Segment Open
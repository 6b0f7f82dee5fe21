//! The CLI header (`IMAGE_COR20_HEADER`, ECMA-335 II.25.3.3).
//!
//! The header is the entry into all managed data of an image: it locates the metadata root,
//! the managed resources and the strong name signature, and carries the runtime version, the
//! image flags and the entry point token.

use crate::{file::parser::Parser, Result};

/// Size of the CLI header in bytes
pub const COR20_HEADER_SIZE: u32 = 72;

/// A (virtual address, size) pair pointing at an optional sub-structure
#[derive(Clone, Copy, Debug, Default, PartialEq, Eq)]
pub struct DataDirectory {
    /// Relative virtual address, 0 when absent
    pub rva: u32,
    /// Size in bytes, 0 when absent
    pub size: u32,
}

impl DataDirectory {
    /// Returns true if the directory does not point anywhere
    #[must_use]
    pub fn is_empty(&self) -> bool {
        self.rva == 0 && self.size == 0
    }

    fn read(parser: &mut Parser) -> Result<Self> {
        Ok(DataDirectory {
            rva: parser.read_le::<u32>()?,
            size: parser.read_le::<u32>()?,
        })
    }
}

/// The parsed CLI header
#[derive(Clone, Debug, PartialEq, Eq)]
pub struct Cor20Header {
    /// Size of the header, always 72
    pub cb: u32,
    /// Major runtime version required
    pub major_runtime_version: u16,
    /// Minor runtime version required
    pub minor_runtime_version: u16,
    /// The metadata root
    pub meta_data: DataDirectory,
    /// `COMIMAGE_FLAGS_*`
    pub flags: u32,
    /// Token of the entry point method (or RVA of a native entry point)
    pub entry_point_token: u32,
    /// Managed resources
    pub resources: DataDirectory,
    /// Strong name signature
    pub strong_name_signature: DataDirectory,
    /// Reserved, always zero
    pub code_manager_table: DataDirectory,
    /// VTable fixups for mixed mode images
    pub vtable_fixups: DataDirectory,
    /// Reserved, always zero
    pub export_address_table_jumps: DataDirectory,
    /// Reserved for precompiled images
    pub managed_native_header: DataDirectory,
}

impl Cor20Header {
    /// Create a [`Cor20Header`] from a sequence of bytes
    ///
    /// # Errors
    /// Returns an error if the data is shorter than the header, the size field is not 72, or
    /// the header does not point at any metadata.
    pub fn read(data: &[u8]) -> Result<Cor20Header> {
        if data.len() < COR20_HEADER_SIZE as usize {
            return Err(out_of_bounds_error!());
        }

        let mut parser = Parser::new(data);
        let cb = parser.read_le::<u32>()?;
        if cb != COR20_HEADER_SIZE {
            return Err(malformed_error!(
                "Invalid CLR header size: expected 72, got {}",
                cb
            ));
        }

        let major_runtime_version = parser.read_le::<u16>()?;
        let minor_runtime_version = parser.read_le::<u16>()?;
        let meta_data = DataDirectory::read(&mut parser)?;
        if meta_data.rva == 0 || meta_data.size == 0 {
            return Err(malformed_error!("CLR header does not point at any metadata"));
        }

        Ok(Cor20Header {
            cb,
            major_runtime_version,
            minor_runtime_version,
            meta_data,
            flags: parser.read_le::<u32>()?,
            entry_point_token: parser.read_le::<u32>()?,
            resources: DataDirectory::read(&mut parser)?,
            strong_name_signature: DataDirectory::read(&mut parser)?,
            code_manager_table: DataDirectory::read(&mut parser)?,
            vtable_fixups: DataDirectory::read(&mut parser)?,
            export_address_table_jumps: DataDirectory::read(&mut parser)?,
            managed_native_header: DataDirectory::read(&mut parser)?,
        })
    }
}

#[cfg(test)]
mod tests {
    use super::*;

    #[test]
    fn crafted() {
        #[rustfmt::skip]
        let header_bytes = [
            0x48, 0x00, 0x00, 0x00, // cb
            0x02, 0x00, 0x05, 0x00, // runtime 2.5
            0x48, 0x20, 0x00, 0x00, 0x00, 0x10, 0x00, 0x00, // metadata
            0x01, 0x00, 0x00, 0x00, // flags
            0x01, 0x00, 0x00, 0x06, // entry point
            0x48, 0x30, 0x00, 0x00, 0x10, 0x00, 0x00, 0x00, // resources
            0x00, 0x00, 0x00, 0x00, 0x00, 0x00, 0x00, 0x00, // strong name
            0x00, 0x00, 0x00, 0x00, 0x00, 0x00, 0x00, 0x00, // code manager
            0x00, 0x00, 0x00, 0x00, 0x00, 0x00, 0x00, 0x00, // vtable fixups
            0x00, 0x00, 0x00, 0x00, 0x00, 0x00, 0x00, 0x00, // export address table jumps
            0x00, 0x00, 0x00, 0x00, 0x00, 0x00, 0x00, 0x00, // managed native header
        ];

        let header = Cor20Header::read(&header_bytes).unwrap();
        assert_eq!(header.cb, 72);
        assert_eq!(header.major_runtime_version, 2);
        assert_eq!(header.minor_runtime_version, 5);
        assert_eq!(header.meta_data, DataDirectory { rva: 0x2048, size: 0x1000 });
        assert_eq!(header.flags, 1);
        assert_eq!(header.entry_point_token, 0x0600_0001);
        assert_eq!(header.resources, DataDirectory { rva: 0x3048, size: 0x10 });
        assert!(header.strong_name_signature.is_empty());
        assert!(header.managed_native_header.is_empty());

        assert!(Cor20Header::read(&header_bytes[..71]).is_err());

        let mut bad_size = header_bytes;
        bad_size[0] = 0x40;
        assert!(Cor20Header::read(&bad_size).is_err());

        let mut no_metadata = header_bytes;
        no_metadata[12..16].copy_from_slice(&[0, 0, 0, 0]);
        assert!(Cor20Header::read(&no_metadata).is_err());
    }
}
Segment Closed
- _What you will do_: Set down the lines above as they stand, starting with the first line and ending with the line that contains "pub const COR20_HEADER_SIZE: u32 = 72;".

- _Result of the exercise_:
repository 6b0f7f82dee5fe21
//! The CLI header (`IMAGE_COR20_HEADER`, ECMA-335 II.25.3.3).
//!
//! The header is the entry into all managed data of an image: it locates the metadata root,
//! the managed resources and the strong name signature, and carries the runtime version, the
//! image flags and the entry point token.

use crate::{file::parser::Parser, Result};

/// Size of the CLI header in bytes
pub const COR20_HEADER_SIZE: u32 = 72;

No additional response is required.